— To do —
In the material below, find every line containing the string "recv" and return it.

— Task inputs —
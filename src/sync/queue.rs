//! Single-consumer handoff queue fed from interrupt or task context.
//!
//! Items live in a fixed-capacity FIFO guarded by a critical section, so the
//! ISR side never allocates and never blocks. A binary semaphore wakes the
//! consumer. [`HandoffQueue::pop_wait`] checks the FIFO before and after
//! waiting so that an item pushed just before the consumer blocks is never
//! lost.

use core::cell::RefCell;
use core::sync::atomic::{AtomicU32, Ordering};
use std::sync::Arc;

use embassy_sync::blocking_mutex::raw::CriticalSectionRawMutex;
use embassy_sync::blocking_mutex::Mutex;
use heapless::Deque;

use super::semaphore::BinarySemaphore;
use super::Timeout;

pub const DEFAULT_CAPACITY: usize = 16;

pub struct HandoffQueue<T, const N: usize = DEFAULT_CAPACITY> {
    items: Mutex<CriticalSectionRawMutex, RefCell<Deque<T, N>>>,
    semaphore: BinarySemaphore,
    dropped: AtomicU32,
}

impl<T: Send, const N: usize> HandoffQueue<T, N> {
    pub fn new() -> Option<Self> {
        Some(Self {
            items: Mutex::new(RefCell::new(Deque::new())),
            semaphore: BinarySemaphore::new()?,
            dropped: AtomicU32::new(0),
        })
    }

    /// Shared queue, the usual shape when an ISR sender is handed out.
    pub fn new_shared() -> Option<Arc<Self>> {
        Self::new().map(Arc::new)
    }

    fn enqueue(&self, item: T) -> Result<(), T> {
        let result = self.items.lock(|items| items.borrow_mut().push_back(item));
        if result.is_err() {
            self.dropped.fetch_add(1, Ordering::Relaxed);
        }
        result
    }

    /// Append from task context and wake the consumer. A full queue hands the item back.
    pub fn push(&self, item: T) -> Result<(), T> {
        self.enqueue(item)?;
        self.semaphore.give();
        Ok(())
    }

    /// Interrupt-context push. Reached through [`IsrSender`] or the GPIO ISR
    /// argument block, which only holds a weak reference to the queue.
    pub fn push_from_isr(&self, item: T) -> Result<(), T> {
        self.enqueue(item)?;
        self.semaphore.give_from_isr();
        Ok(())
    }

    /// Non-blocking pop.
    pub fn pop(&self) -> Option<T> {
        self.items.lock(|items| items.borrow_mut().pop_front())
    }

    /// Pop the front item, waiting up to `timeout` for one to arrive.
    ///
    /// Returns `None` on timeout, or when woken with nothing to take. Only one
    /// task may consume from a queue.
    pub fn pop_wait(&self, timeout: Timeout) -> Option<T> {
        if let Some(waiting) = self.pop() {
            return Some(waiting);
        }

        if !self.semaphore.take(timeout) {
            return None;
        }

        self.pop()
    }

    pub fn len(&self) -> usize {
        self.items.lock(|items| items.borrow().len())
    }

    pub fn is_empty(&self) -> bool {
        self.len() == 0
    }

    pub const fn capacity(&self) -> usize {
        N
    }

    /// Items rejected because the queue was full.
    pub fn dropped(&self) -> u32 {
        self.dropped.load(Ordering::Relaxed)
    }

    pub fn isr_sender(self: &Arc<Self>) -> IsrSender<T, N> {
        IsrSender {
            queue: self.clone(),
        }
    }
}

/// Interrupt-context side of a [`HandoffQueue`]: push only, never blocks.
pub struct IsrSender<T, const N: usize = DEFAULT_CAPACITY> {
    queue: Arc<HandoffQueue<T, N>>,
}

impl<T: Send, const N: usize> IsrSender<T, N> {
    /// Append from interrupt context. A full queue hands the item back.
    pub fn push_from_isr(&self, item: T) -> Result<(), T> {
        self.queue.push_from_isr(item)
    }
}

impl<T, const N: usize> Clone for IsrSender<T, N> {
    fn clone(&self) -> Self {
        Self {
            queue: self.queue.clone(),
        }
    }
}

---

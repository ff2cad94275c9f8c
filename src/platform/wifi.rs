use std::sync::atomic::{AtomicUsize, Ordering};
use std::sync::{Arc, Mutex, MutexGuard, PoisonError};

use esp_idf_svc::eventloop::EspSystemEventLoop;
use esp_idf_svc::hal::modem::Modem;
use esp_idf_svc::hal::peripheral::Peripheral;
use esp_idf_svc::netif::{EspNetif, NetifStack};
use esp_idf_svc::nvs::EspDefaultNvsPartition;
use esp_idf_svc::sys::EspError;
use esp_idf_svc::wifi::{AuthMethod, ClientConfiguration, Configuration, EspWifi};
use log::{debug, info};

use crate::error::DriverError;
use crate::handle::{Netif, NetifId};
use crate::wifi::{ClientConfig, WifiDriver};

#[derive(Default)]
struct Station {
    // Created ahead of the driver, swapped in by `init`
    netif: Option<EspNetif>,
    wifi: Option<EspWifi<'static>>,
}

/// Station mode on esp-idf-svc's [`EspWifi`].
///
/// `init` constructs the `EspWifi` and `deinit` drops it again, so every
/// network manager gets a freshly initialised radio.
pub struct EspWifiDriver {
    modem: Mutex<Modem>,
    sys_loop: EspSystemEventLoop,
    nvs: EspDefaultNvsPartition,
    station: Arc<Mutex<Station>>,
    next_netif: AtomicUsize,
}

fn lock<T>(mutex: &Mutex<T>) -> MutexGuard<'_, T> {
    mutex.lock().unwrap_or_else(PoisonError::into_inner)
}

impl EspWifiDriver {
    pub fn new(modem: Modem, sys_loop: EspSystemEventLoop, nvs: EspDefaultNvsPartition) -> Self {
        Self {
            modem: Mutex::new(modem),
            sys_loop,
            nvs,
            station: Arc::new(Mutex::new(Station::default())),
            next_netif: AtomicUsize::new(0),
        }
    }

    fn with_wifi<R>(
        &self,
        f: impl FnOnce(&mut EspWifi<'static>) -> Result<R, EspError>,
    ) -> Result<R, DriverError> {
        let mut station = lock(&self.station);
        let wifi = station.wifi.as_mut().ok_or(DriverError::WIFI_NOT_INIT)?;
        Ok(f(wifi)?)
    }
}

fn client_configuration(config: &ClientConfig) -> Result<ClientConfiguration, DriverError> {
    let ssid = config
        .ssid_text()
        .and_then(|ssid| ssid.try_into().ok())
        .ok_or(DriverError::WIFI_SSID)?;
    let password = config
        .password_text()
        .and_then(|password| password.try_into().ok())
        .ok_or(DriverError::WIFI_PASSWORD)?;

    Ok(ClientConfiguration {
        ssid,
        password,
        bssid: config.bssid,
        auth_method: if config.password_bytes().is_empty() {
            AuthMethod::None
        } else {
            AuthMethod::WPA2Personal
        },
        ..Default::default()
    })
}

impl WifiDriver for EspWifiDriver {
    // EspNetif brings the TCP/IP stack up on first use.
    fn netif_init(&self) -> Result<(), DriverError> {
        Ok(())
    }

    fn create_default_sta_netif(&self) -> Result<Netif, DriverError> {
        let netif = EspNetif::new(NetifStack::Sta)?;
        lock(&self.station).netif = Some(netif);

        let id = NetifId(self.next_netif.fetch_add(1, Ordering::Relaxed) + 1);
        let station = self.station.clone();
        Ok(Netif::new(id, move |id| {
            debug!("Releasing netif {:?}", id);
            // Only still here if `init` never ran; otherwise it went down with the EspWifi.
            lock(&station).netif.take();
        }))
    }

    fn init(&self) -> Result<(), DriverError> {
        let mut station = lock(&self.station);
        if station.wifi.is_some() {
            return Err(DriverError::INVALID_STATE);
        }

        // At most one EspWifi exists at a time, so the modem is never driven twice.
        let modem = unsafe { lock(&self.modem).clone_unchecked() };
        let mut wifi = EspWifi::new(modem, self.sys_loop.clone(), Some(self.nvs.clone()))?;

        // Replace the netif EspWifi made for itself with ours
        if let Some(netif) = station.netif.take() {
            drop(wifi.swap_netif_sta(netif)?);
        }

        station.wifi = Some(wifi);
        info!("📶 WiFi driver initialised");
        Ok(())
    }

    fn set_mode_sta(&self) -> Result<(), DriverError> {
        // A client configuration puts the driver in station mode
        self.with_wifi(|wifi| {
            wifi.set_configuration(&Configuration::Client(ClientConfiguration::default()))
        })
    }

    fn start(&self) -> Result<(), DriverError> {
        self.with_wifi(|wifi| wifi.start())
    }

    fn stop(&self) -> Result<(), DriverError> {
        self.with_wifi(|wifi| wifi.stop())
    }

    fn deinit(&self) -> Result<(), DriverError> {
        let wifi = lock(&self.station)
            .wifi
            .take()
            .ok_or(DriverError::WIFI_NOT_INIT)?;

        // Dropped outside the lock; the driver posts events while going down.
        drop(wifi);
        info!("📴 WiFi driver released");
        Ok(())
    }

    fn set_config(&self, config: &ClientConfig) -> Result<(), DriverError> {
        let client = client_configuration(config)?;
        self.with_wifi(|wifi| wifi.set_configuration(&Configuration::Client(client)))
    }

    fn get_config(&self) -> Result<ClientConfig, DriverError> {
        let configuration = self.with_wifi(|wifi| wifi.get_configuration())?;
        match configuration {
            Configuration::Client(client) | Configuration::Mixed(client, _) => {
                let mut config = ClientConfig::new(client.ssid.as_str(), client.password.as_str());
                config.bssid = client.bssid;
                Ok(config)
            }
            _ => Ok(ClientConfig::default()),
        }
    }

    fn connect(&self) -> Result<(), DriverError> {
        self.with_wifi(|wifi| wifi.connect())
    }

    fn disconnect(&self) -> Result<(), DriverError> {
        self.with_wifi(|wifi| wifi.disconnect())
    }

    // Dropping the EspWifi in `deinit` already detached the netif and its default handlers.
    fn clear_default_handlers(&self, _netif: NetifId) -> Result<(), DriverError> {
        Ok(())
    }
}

--

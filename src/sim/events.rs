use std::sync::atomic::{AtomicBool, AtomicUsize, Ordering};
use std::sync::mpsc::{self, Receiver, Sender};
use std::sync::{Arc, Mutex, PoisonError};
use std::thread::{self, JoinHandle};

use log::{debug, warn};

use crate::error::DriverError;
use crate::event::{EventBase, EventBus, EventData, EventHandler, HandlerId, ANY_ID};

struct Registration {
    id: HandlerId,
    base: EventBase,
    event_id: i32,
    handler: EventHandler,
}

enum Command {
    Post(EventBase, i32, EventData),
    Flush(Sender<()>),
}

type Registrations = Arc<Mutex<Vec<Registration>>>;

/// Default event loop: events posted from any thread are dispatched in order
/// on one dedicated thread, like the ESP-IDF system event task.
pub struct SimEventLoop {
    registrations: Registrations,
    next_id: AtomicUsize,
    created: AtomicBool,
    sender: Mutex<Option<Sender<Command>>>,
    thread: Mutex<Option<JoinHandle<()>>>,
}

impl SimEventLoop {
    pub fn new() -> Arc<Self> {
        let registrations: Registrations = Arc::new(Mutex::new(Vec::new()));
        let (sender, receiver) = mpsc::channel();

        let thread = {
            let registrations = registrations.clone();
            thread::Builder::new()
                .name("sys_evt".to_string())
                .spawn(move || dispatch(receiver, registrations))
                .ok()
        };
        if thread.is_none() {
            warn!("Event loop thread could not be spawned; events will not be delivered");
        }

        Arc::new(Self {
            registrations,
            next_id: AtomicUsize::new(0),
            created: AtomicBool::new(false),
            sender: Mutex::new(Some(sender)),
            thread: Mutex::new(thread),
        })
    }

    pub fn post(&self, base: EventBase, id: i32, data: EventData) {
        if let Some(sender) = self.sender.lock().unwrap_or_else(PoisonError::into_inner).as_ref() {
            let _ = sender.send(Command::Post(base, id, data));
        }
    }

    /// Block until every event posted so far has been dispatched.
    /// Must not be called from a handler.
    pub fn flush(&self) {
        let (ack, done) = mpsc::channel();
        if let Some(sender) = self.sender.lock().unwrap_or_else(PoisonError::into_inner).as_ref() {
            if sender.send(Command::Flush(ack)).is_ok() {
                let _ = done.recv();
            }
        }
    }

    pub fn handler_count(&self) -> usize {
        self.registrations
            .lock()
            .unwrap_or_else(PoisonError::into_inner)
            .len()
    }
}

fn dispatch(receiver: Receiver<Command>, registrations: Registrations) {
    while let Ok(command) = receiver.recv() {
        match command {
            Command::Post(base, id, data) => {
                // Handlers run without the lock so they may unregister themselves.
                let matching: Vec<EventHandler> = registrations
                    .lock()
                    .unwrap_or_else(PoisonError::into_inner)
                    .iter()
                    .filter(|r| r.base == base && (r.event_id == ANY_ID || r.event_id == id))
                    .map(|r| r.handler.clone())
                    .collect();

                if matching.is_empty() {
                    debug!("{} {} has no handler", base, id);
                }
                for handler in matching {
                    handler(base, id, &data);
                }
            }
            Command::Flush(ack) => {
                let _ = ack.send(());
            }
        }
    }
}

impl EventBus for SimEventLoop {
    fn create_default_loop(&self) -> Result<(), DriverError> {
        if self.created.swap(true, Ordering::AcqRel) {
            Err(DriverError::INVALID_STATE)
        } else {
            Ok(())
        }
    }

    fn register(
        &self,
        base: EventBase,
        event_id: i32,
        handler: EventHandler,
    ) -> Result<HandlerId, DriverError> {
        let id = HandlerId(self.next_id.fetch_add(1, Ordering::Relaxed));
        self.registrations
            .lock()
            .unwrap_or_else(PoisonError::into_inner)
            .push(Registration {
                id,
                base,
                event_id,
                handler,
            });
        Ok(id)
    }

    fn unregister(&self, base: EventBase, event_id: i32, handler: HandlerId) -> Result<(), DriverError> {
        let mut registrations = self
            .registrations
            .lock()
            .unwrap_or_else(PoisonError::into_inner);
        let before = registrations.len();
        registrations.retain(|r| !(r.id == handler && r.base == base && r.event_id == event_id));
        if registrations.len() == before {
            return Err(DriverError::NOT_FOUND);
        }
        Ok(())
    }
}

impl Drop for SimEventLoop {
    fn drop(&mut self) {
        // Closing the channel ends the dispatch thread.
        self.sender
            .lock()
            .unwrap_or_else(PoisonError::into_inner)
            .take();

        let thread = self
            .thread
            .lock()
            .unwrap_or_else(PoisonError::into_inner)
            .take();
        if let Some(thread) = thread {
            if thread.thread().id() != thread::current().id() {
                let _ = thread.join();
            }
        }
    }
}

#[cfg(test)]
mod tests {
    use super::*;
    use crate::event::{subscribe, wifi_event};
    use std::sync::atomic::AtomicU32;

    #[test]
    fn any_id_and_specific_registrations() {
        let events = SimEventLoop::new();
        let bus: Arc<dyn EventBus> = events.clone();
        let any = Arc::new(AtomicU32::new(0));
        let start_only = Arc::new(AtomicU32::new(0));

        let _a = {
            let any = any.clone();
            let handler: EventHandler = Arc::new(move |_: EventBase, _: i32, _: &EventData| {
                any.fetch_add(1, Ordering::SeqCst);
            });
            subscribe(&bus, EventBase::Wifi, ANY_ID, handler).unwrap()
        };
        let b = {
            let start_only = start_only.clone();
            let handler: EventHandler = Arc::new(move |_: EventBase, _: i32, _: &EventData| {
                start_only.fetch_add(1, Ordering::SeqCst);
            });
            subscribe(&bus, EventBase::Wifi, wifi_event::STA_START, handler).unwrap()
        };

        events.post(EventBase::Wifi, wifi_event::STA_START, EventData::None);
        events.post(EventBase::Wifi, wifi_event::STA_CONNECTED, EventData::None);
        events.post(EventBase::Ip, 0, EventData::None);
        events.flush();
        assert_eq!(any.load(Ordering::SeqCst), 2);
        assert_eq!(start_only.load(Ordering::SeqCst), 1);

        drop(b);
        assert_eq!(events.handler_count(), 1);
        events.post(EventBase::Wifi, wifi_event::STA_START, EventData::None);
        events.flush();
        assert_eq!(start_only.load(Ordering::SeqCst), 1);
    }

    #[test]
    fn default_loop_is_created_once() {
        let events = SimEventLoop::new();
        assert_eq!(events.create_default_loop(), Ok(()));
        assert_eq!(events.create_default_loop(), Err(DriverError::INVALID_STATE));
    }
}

— Result —
                let _ = done.recv();
    while let Ok(command) = receiver.recv() {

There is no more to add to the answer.